Я поднялся с корточек и игриво пощекотал золоченый аксельбант на швейцарском мундире.
- Милый дяденька, - заворковал я. - Вы родственник Александры, а значит, и мой тоже. В некоторой степени. У меня на вас рука просто не поднимется... Зато моему телохранителю, - я ткнул кисточкой аксельбанта в сторону окна, за которым грузно маячил Дуся Кораблев, - вы никто. И у него к вашему брату особый счет. Много лет назад озверевшая банда гостиничных швейцаров насмерть забила его папу-гомосексуалиста. С тех пор сынок одержим кровной местью... Хотите, я вас познакомлю?
- Не надо! - поспешно отказался старый дурак, с опаскою глядя в окно. На таких форменных кретинов сильнее всего действуют самые идиотские байки. - Не надо... Она сказала, что к Денису поедет. Или в общежитие свое текстильное...
Оба адреса мне были известны.
- Мерси, дядюшка. - Я вытащил из потайного карманчика пару зеленых купюр и, послюнив, приклеил к козырьку швейцарской фуражки. - На случай, если Сашка опять здесь появится и будет клянчить бабки, вот вам двадцать баксов.
Хрен Моржович шустро прибрал купюры с козырька.
- Обе десятки для нее? - с легким укором спросил он, по привычке набиваясь на чаевые.
- Обе для вас, - осчастливил я старого скупердяя. - Я плачу вам за услугу. Чтоб никаких денег вы племяннице не давали, сколько бы ни клянчила. Она провинилась, не надо ее баловать. Максимум - вручите ей проездной на метро...
Я догадывался, что и без подсказки дядина щедрость не уйдет за пределы стакана чая с черствым пирожком. Но все-таки лучше связать грызуна предоплатой. Когда я перекрою Сашке все обходные пути, тварь сама приползет ко мне на пузе. Никуда паршивка не денется. Это универсальный метод загонщиков диких обезьян.
- Ничего ей не давать, так точно! - Довольный швейцар выпятил грудь и браво козырнул мне. Всего за двадцать баксов я перескочил из категории полупанков почти в генералиссимусы. А если бы я дал ему двадцать пять?
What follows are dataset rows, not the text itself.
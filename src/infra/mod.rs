//! Infrastructure adapters and runtime bootstrap.

pub mod blob_fs;
pub mod error;
pub mod http;
pub mod telemetry;
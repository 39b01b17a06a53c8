use std::sync::Arc;

use axum::{
    body::Body,
    http::{HeaderMap, Method, Request, StatusCode, header::CONTENT_TYPE},
};
use blobcache::{
    cache::{
        BlobStore, CacheConfig, CacheCoordinator, CachePolicy, CacheState, MemoryBlobStore,
        derive_key,
    },
    infra::http::{InvalidationReport, build_admin_router},
};
use bytes::Bytes;
use http_body_util::BodyExt;
use tower::ServiceExt;

fn admin() -> (axum::Router, Arc<MemoryBlobStore>, Arc<CacheCoordinator>) {
    let store = Arc::new(MemoryBlobStore::new());
    let coordinator = Arc::new(CacheCoordinator::new(
        store.clone(),
        CachePolicy::new(CacheConfig::default()),
        "pages",
    ));
    let router = build_admin_router(CacheState::new(Arc::clone(&coordinator)));
    (router, store, coordinator)
}

fn content_saved(body: &'static str) -> Request<Body> {
    Request::builder()
        .method(Method::POST)
        .uri("/hooks/content-saved")
        .header(CONTENT_TYPE, "application/json")
        .body(Body::from(body))
        .expect("request should build")
}

#[tokio::test]
async fn health_reports_no_content() {
    let (router, _, _) = admin();
    let request = Request::builder()
        .uri("/health")
        .body(Body::empty())
        .expect("request should build");
    let response = router.oneshot(request).await.expect("router should respond");
    assert_eq!(response.status(), StatusCode::NO_CONTENT);
}

#[tokio::test]
async fn content_saved_hook_invalidates_every_variant() {
    let (router, store, coordinator) = admin();
    let desktop = derive_key("https", "example.com", "/blog/post-1/", None, false);
    let mobile = derive_key("https", "example.com", "/blog/post-1/", None, true);
    for key in [&desktop, &mobile] {
        coordinator
            .store(key, StatusCode::OK, &HeaderMap::new(), Bytes::from_static(b"page"))
            .await
            .expect("stored");
    }

    let response = router
        .oneshot(content_saved(r#"{"url":"https://example.com/blog/post-1/"}"#))
        .await
        .expect("router should respond");
    assert_eq!(response.status(), StatusCode::OK);

    let body = response.into_body().collect().await.expect("body").to_bytes();
    let report: InvalidationReport = serde_json::from_slice(&body).expect("json report");
    assert_eq!(report, InvalidationReport { removed: 2 });
    assert!(!store.exists("pages", desktop.as_str()).await.expect("exists"));
    assert!(!store.exists("pages", mobile.as_str()).await.expect("exists"));
}

#[tokio::test]
async fn content_saved_hook_rejects_relative_urls() {
    let (router, _, _) = admin();
    let response = router
        .oneshot(content_saved(r#"{"url":"/blog/post-1/"}"#))
        .await
        .expect("router should respond");
    assert_eq!(response.status(), StatusCode::BAD_REQUEST);
}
Одарив Моржовича воздушным поцелуем, я вышел из гостиницы. Прямо на крыльце мой охранник хмуро отбивался от супружеской парочки иностранного вида - то ли шведов, то ли финнов. Кривобородый глава семейства совсем не рубил по-русски, а вот его белобрысая жена шпарила почти без акцента. Сперва я решил, будто это приезжие гомофобы, которые что-то имеют против кожаного Дуси. Но вскоре сообразил: мирные чухонцы интересуются, как на метро доехать до Озерковской набережной. Дуся же, привычный к автомобилям, монотонно бубнил им в ответ: "Хрена ли вам давиться? Взяли бы лучше тачку... Давиться, говорю, на хрена?.." Мой телохранитель не мог понять, что для иностранца самый кайф - потолкаться в нашей подземке и нюхнуть русского духа. Для того гости и прут в Россию пачками. Только у нас в метро, да еще в час пик, иностранцу открываются подлинные истоки Октябрьской революции.
- Доезжайте до Третьяковской, потом пешком, - кратко объяснил я гостям, побыстрее увлекая охранника к машине.
- О-о-о! Данке шон! - раздалось нам вслед. Финско-шведская семья оказалась немецкой. И сам глава семейства - вылитый Карл Маркс, запоздало смекнул я. Борода один в один.
Мы опять погрузились в машину. Дуся отогнал наше авто за пределы паркинга и, не заглушив мотора, притормозил в ожидании новых инструкций.
- Двигай к перекрестку имени Крымской кампании, - отдал я команду шоферу.